Having a pool of worker genservers who can query the ETS table, so under load, some other genserver can pick up messages.
Spawning a genserver for every game, all managed by a DynamicSupervisor. So we have a genserver for each game that can query that game-specific data from ETS. Also, going by this approach should this genserver also create an separate ETS table only for that game, when the game is over the table is deleted

Or any other better approach that you can suggest.

But all these things will add complexity to the code and I only want to consider these if the present setup could be a bottleneck.

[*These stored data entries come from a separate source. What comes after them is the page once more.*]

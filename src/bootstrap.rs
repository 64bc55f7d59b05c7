//! Shared startup for both binaries.
//!
//! Startup sequence:
//!   1. Load .env (if present)
//!   2. Load config; a missing credential for the hosted provider fails here
//!   3. Init logger at configured level
//!   4. Build the completion gateway and the in-memory conversation store

use std::sync::Arc;

use tracing::info;

use crate::chat::ChatService;
use crate::config::{self, Config};
use crate::conversation::{ConversationStore, InMemoryStore};
use crate::error::AppError;
use crate::llm::{providers, Gateway, RetryPolicy};
use crate::logger;

/// Everything a binary needs to start its channel.
pub struct App {
    pub config: Config,
    pub chat: Arc<ChatService>,
}

pub fn init() -> Result<App, AppError> {
    // Load .env if present, ignore errors (file is optional).
    let _ = dotenvy::dotenv();

    let config = config::load()?;
    logger::init(&config.log_level)?;

    info!(
        app_name = %config.app_name,
        log_level = %config.log_level,
        provider = %config.llm.provider,
        "config loaded"
    );

    let store: Arc<dyn ConversationStore> = Arc::new(InMemoryStore::new());
    let chat = build_chat(&config, store)?;
    Ok(App { config, chat: Arc::new(chat) })
}

/// Wire a [`ChatService`] from config over the given store.
pub fn build_chat(config: &Config, store: Arc<dyn ConversationStore>) -> Result<ChatService, AppError> {
    let provider = providers::build(&config.llm, config.llm_api_key.clone())?;
    let retry = RetryPolicy::from_config(&config.llm.openai);

    info!(
        provider = provider.name(),
        model = provider.model(),
        store = store.store_type(),
        max_retries = retry.max_retries,
        context_turns = ?config.conversation.context_turns,
        "chat service ready"
    );

    Ok(ChatService::new(store, Gateway::new(provider, retry))
        .with_context_turns(config.conversation.context_turns))
}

Can anyone help me with these approaches and also it will be very helpful if you can provide some code reference or links explaining how to manage genserver pools or dynamically spawning genservers if you are suggesting those solutions.

Thanks!

mindok · April 27, 2021, 7:10am

First things first, can you create a load simulator so you can test performance under different loads? That way you will know what needs fixing when, and whether the fixes are good.

100 games isn’t really a heavy load (depending on frequency of updates per game), but piping all activity through a single process (particularly one that “owns” the ets table) will end in tears before too long - one bad input will crash all games for all users. OTP is all about isolating “conversations” so one failure doesn’t affect thousands or millions of connections.

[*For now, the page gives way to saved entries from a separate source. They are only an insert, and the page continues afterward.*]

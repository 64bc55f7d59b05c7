//! Store trait — the operations a conversation backend supports.
//!
//! Stores are keyed by session id and are append-only: there is no way to
//! edit or remove a turn once recorded. Implementations must be
//! `Send + Sync`; they are shared as `Arc<dyn ConversationStore>` across
//! request handlers.

use super::Turn;

/// Session used when a caller does not name one.
pub const DEFAULT_SESSION: &str = "default";

pub trait ConversationStore: Send + Sync {
    /// Unique type name for this store (e.g. `"in_memory"`).
    fn store_type(&self) -> &str;

    /// Append `turn` to the end of `session`'s transcript.
    /// No validation is performed on the content.
    fn record(&self, session: &str, turn: Turn);

    /// Append a user turn and its reply as one unit, so concurrent writers
    /// cannot land anything between them.
    fn record_exchange(&self, session: &str, user: Turn, assistant: Turn);

    /// Full transcript of `session` in insertion order. Unknown sessions are empty.
    fn snapshot(&self, session: &str) -> Vec<Turn>;

    /// Number of turns recorded for `session`.
    fn len(&self, session: &str) -> usize {
        self.snapshot(session).len()
    }

    /// Ids of every session holding at least one turn, sorted.
    fn sessions(&self) -> Vec<String>;
}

Your second option (GenServer per game) makes sense. Whether or not your second option is absolutely the best I don’t know, but you should try coding it anyway - you will learn some key lessons along the way and it shouldn’t introduce much complexity overall in return for improved reliability and responsiveness.

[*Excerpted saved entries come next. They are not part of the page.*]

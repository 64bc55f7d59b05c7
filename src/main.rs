//! HTTP front-end — serves `POST /chat` until Ctrl-C.

use tokio_util::sync::CancellationToken;
use tracing::info;

use chatbot_relay::bootstrap;
use chatbot_relay::comms::{self, axum_channel::AxumChannel};
use chatbot_relay::error::AppError;

#[tokio::main]
async fn main() {
    if let Err(e) = run().await {
        eprintln!("error: {e}");
        std::process::exit(1);
    }
}

async fn run() -> Result<(), AppError> {
    let app = bootstrap::init()?;

    info!(bind = %app.config.http.bind, "starting http front-end");
    let channel = AxumChannel::new("http0", app.config.http.bind.clone(), app.chat);
    comms::serve(Box::new(channel), CancellationToken::new()).await
}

This article will give you some pointers: The Erlangelist - To spawn, or not to spawn?

LostKobrakai · April 27, 2021, 7:18am

Also be sure to understand the difference between sequencing writes by going through the genserver process for writing to ets vs. having the ets table be public and directly writing to it without involving the genserver starting the table.

axelson · April 27, 2021, 7:29am

Here’s another good blog post I’d recommend you read to understand the performance better: The dangers of the Single Global Process

mattbaker · April 27, 2021, 7:30am

I was thinking the same thing as @LostKobrakai.

If it’s a named table you don’t necessarily need these interactions to happen in a “handle_call” for example.

I’m actually not sure I agree with that approach in the thoughtbot article, it’s unclear to me what the advantage is of reads and writes going through the genserver process in their example.

If this genserver is nothing but a wrapper around your ETS operations, you might try building it without a genserver first, then add one later, just as a learning tool.

arpan · April 27, 2021, 7:55am

Thanks for replys everyone.

@mindok

but piping all activity through a single process (particularly one that “owns” the ets table) will end in tears before too long - one bad input will crash all games for all users.

Yes that’s exactly what I am worried about, the Genserver might become a bottleneck very fast, regarding the genserver crashing I think that won’t be a problem since it’s under a supervisor which would restart it and the genserver has no state everything is in ETS so we should be fine.

@LostKobrakai
Yea, currently the genserver crates the ETS table in its init callback like :ets.new(@table_name, [:named_table, :set, :private]).

This means only the genserver process is allowed to access the ETS table as its private. This will have to change if I have a genserver per game.

Making all ETS table access through the genserver will sequence writes as you mentioned, but I am not sure if there will be problems if the ETS table is public and accessed by multiple genservers(each game has its own genserver). Each genserver should access only its own game and not the data for some other game, so I think there shoudl be any problems.

@mattbaker

it’s unclear to me what the advantage is of reads and writes going through the genserver process in their example.

Yes that is exactly my thinking as well, the only use of genserver here is I think if we want to make the ETS table only acessible via the genserver process and also starting the genserver will create the table.(but I think just for creating the table we don’t need a genserver).

I am sharing the game genserver code that I have written for reference, there will be many more handle_call added as I make the game

The below genserver is supervised by a Pictionary.StoreSupervisor so it will restart if it crashes for some reason.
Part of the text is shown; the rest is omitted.